The city’s legal community watched the cases’ random allotment process with keen interest, given the ties some of the judges in the Eastern District of Louisiana had with parties to the church bankruptcy proceedings.

Ultimately, records show, Vitter received at least three cases from which she recused herself. She spent six years as the archdiocese’s general counsel before her 2019 appointment to the bench. Her duties with the archdiocese included mediating settlements with people claiming to have been molested by clergymen.

For her part, Vance recused herself from at least two cases because her husband — R. Patrick Vance, a partner at Jones Walker — is among the attorneys representing the archdiocese in bankruptcy.

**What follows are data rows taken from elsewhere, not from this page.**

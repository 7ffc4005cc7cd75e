//! The base coin balance always splits into available and locked, whatever
//! the funding and whatever is in flight.

mod common;

use common::{first_address, harness, stranger};
use proptest::prelude::*;
use tessera_wallet::{Balance, SendAmountParams};

fn assert_split(balance: &Balance) -> Result<(), TestCaseError> {
    prop_assert_eq!(
        balance.base_coin.total,
        balance.base_coin.available + balance.base_coin.locked
    );
    Ok(())
}

fn runtime() -> tokio::runtime::Runtime {
    tokio::runtime::Builder::new_current_thread()
        .enable_all()
        .build()
        .unwrap()
}

proptest! {
    #![proptest_config(ProptestConfig::with_cases(16))]

    #[test]
    fn total_is_available_plus_locked(
        amounts in prop::collection::vec(100_000u64..5_000_000, 1..6),
        send in 100_000u64..2_000_000,
    ) {
        runtime().block_on(async {
            let h = harness().await;
            let account = h.wallet.create_account(None).await.unwrap();
            let address = first_address(&account).await;
            for amount in &amounts {
                h.node.fund(address, *amount);
            }
            let funded: u64 = amounts.iter().sum();

            let balance = account.sync(None).await.unwrap();
            prop_assert_eq!(balance.base_coin.total, funded);
            prop_assert_eq!(balance.base_coin.available, funded);
            assert_split(&balance)?;

            let sent = account
                .send_amount(vec![SendAmountParams { address: stranger(9), amount: send }], None)
                .await;
            let balance = account.balance().await.unwrap();
            assert_split(&balance)?;
            prop_assert_eq!(balance.base_coin.total, funded);
            if sent.is_err() {
                prop_assert_eq!(balance.base_coin.available, funded);
                return Ok(());
            }

            let tx = sent.unwrap();
            h.node.confirm(&tx.transaction_id);
            let balance = account.sync(None).await.unwrap();
            assert_split(&balance)?;
            prop_assert_eq!(balance.base_coin.total, funded - send);
            prop_assert_eq!(balance.base_coin.locked, 0);
            Ok(())
        })?;
    }
}
use serde::{Deserialize, Serialize};
use tessera_client::ClientOptions;
use tessera_store::{AccountAddress, AccountRecord, OutputFilter, OutputRecord, TransactionFilter, TransactionRecord};
use tessera_types::{AliasId, NftId, Output, OutputId, ProtocolParams, TokenId, TransactionId};
use tessera_utils::StatsSnapshot;
use tracing::debug;

use crate::account::Account;
use crate::balance::Balance;
use crate::config::SyncOptions;
use crate::error::{ErrorKind, WalletError};
use crate::secret::{MnemonicPhrase, Password};
use crate::transaction::{
    ClaimableOutput, CreateAliasParams, MintNativeTokenParams, MintNftParams, MintTokenTransaction,
    PreparedTransactionData, SendAmountParams, SendNativeTokensParams, SendNftParams,
    SignedTransactionData, TransactionOptions,
};
use crate::wallet::{AccountIdentifier, Wallet};

#[derive(Debug, Deserialize)]
#[serde(tag = "cmd", content = "payload", rename_all = "camelCase")]
pub enum Command {
    #[serde(rename_all = "camelCase")]
    CreateAccount { alias: Option<String> },
    GetAccount(AccountIdentifier),
    GetAccountIndexes,
    GetAccounts,
    #[serde(rename_all = "camelCase")]
    CallAccount {
        account_id: AccountIdentifier,
        method: AccountMethod,
    },
    RemoveLatestAccount,
    #[serde(rename_all = "camelCase")]
    RecoverAccounts {
        account_start_index: u32,
        account_gap_limit: u32,
        address_gap_limit: u32,
        sync_options: Option<SyncOptions>,
    },
    Backup {
        destination: PathBuf,
        password: Password,
    },
    RestoreBackup {
        source: PathBuf,
        password: Password,
    },
    GenerateMnemonic,
    VerifyMnemonic(MnemonicPhrase),
    StoreMnemonic(MnemonicPhrase),
    SetVaultPassword(Password),
    ClearVaultPassword,
    IsVaultPasswordAvailable,
    #[serde(rename_all = "camelCase")]
    ChangeVaultPassword {
        current_password: Password,
        new_password: Password,
    },
    /// Seconds.
    SetVaultPasswordClearInterval(u64),
    SetClientOptions(ClientOptions),
    GetProtocolParameters,
    #[serde(rename_all = "camelCase")]
    StartBackgroundSync {
        options: Option<SyncOptions>,
        interval_in_milliseconds: Option<u64>,
    },
    StopBackgroundSync,
    IsBackgroundSyncing,
    SyncAll(Option<SyncOptions>),
    RequestFundsFromFaucet {
        url: Option<String>,
        address: String,
    },
    GetStats,
}
//! State shared by the wallet and all of its accounts.

use std::future::Future;
use std::sync::{Arc, RwLock};
use std::time::Duration;

use tessera_client::{ClientError, NodeApi};
use tessera_store::WalletStore;
use tessera_types::{Clock, ProtocolParams, Timestamp};
use tessera_utils::StatsCounter;
use tracing::debug;

use crate::config::WalletConfig;
use crate::error::WalletError;
use crate::events::{EventBus, WalletEvent};
use crate::locks::{read, write};
use crate::secret::SecretManager;

/// Meta key caching the last protocol parameters reported by a node.
pub(crate) const PROTOCOL_PARAMS_KEY: &str = "protocol_params";

pub(crate) struct WalletContext {
    pub(crate) store: Arc<dyn WalletStore>,
    node: RwLock<Arc<dyn NodeApi>>,
    pub(crate) secret_manager: tokio::sync::RwLock<SecretManager>,
    pub(crate) events: Arc<EventBus>,
    pub(crate) clock: Arc<dyn Clock>,
    config: RwLock<WalletConfig>,
    protocol: RwLock<Option<ProtocolParams>>,
    pub(crate) stats: StatsCounter,
}

impl WalletContext {
    pub(crate) fn new(
        store: Arc<dyn WalletStore>,
        node: Arc<dyn NodeApi>,
        secret_manager: SecretManager,
        events: Arc<EventBus>,
        clock: Arc<dyn Clock>,
        config: WalletConfig,
    ) -> Self {
        let protocol = store
            .try_get_meta(PROTOCOL_PARAMS_KEY)
            .ok()
            .flatten()
            .and_then(|bytes| serde_json::from_slice(&bytes).ok());
        Self {
            store,
            node: RwLock::new(node),
            secret_manager: tokio::sync::RwLock::new(secret_manager),
            events,
            clock,
            config: RwLock::new(config),
            protocol: RwLock::new(protocol),
            stats: StatsCounter::new(),
        }
    }

    pub(crate) fn node(&self) -> Arc<dyn NodeApi> {
        read(&self.node).clone()
    }

    pub(crate) fn set_node(&self, node: Arc<dyn NodeApi>) {
        *write(&self.node) = node;
        *write(&self.protocol) = None;
    }

    pub(crate) fn config(&self) -> WalletConfig {
        read(&self.config).clone()
    }

    pub(crate) fn update_config(&self, update: impl FnOnce(&mut WalletConfig)) -> WalletConfig {
        let mut config = write(&self.config);
        update(&mut config);
        config.clone()
    }

    pub(crate) fn now(&self) -> Timestamp {
        self.clock.now()
    }

    pub(crate) fn emit(&self, event: WalletEvent) {
        self.events.emit(&event);
    }

    /// Run a node request bounded by the configured request timeout.
    pub(crate) async fn request<T>(
        &self,
        what: &str,
        request: impl Future<Output = Result<T, ClientError>>,
    ) -> Result<T, WalletError> {
        let timeout = Duration::from_secs(read(&self.config).client.request_timeout_secs);
        match tokio::time::timeout(timeout, request).await {
            Ok(result) => Ok(result?),
            Err(_) => Err(WalletError::Timeout(what.to_string())),
        }
    }

    /// Protocol parameters, fetched from the node on first use and cached.
    pub(crate) async fn protocol(&self) -> Result<ProtocolParams, WalletError> {
        if let Some(params) = read(&self.protocol).clone() {
            return Ok(params);
        }
        let node = self.node();
        let info = self.request("node info", node.get_info()).await?;
        debug!(
            network = %info.protocol.network_name,
            hrp = %info.protocol.bech32_hrp,
            "fetched protocol parameters"
        );
        let bytes = serde_json::to_vec(&info.protocol)?;
        self.store.put_meta(PROTOCOL_PARAMS_KEY, &bytes)?;
        *write(&self.protocol) = Some(info.protocol.clone());
        Ok(info.protocol)
    }
}
//! JSON-RPC node client over HTTP.

use std::time::Duration;

use async_trait::async_trait;
use serde::de::DeserializeOwned;
use tessera_types::{Bech32Address, OutputId, SignedTransaction, TransactionId};

use crate::api::{LedgerInclusionState, NodeApi, NodeInfo, OutputWithMetadata};
use crate::{ClientError, ClientOptions};

/// HTTP client for a set of nodes speaking JSON-RPC.
///
/// Requests go to the first node; on a transport failure the next node is
/// tried. Node-level errors (the node answered with an `error`) are not retried.
#[derive(Clone)]
pub struct HttpNodeClient {
    http: reqwest::Client,
    nodes: Vec<String>,
}

impl HttpNodeClient {
    pub fn new(options: &ClientOptions) -> Result<Self, ClientError> {
        if options.nodes.is_empty() {
            return Err(ClientError::NoNodes);
        }
        let http = reqwest::Client::builder()
            .timeout(Duration::from_secs(options.request_timeout_secs))
            .connect_timeout(Duration::from_secs(10))
            .build()
            .map_err(|e| ClientError::Request(format!("failed to create HTTP client: {e}")))?;
        Ok(Self {
            http,
            nodes: options.nodes.clone(),
        })
    }

    pub fn nodes(&self) -> &[String] {
        &self.nodes
    }

    /// Send a JSON-RPC request and return the `result` field.
    async fn rpc_call(
        &self,
        action: &str,
        params: serde_json::Value,
    ) -> Result<serde_json::Value, ClientError> {
        let mut body = params;
        body.as_object_mut()
            .ok_or_else(|| ClientError::Request("params must be a JSON object".into()))?
            .insert("action".to_string(), serde_json::json!(action));

        let mut last_error = ClientError::NoNodes;
        for node in &self.nodes {
            match self.post(node, &body).await {
                Ok(value) => return Ok(value),
                Err(e @ (ClientError::Request(_) | ClientError::Status(_) | ClientError::Timeout)) => {
                    tracing::warn!(node = %node, action, error = %e, "node request failed, trying next");
                    last_error = e;
                }
                Err(e) => return Err(e),
            }
        }
        Err(last_error)
    }

    async fn post(&self, node: &str, body: &serde_json::Value) -> Result<serde_json::Value, ClientError> {
        let response = self.http.post(node).json(body).send().await.map_err(|e| {
            if e.is_timeout() {
                ClientError::Timeout
            } else {
                ClientError::Request(e.to_string())
            }
        })?;

        if !response.status().is_success() {
            return Err(ClientError::Status(response.status().as_u16()));
        }

        let json: serde_json::Value = response
            .json()
            .await
            .map_err(|e| ClientError::InvalidResponse(format!("invalid JSON response: {e}")))?;

        if let Some(err) = json.get("error").and_then(|e| e.as_str()) {
            if json.get("not_found").and_then(|v| v.as_bool()).unwrap_or(false) {
                return Err(ClientError::NotFound(err.to_string()));
            }
            return Err(ClientError::Node(err.to_string()));
        }

        Ok(json.get("result").cloned().unwrap_or(json))
    }

    async fn call<T: DeserializeOwned>(
        &self,
        action: &str,
        params: serde_json::Value,
    ) -> Result<T, ClientError> {
        let result = self.rpc_call(action, params).await?;
        serde_json::from_value(result)
            .map_err(|e| ClientError::InvalidResponse(format!("invalid {action} response: {e}")))
    }
}

#[async_trait]
impl NodeApi for HttpNodeClient {
    async fn get_info(&self) -> Result<NodeInfo, ClientError> {
        self.call("info", serde_json::json!({})).await
    }

    async fn get_outputs_for_address(
        &self,
        address: &Bech32Address,
    ) -> Result<Vec<OutputWithMetadata>, ClientError> {
        self.call("address_outputs", serde_json::json!({ "address": address }))
            .await
    }

    async fn get_output(&self, output_id: &OutputId) -> Result<OutputWithMetadata, ClientError> {
        self.call("output", serde_json::json!({ "output_id": output_id.to_string() }))
            .await
    }

    async fn submit_transaction(&self, transaction: &SignedTransaction) -> Result<TransactionId, ClientError> {
        let id: String = self
            .call("submit", serde_json::json!({ "transaction": transaction }))
            .await?;
        id.parse()
            .map_err(|e| ClientError::InvalidResponse(format!("invalid transaction id: {e}")))
    }

    async fn get_transaction_inclusion_state(
        &self,
        transaction_id: &TransactionId,
    ) -> Result<LedgerInclusionState, ClientError> {
        self.call(
            "inclusion_state",
            serde_json::json!({ "transaction_id": transaction_id.to_string() }),
        )
        .await
    }

    async fn get_transaction(&self, transaction_id: &TransactionId) -> Result<SignedTransaction, ClientError> {
        self.call(
            "transaction",
            serde_json::json!({ "transaction_id": transaction_id.to_string() }),
        )
        .await
    }

    async fn request_funds_from_faucet(
        &self,
        url: &str,
        address: &Bech32Address,
    ) -> Result<String, ClientError> {
        let response = self
            .http
            .post(url)
            .json(&serde_json::json!({ "address": address }))
            .send()
            .await
            .map_err(|e| ClientError::Request(e.to_string()))?;
        if !response.status().is_success() {
            return Err(ClientError::Status(response.status().as_u16()));
        }
        response
            .text()
            .await
            .map_err(|e| ClientError::InvalidResponse(e.to_string()))
    }
}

Federal law makes clear that, without exception, judges must disqualify themselves from cases in which their spouses are involved.

In Ciolino’s view, Zainey’s recusal from one of two cases allotted to him exemplifies how judges adhere to a rule calling for them to disqualify themselves simply if there’s a chance their “impartiality might reasonably be questioned.”

Besides serving on Notre Dame Seminary’s board and being honored for his volunteer work with special-needs parishioners, the deeply pious Zainey has written articles for the archdiocese’s newspaper and has spoken openly about his friendship with Archbishop Gregory Aymond.

Zainey earlier this year also said he gave Aymond the idea of bringing in the New Orleans Saints’ top public relations executive to advise the archdiocese as it prepared to publish a list of allegedly abusive clergymen, a roster whose completeness and accuracy has been challenged by plaintiffs’ attorneys since its November 2018 release.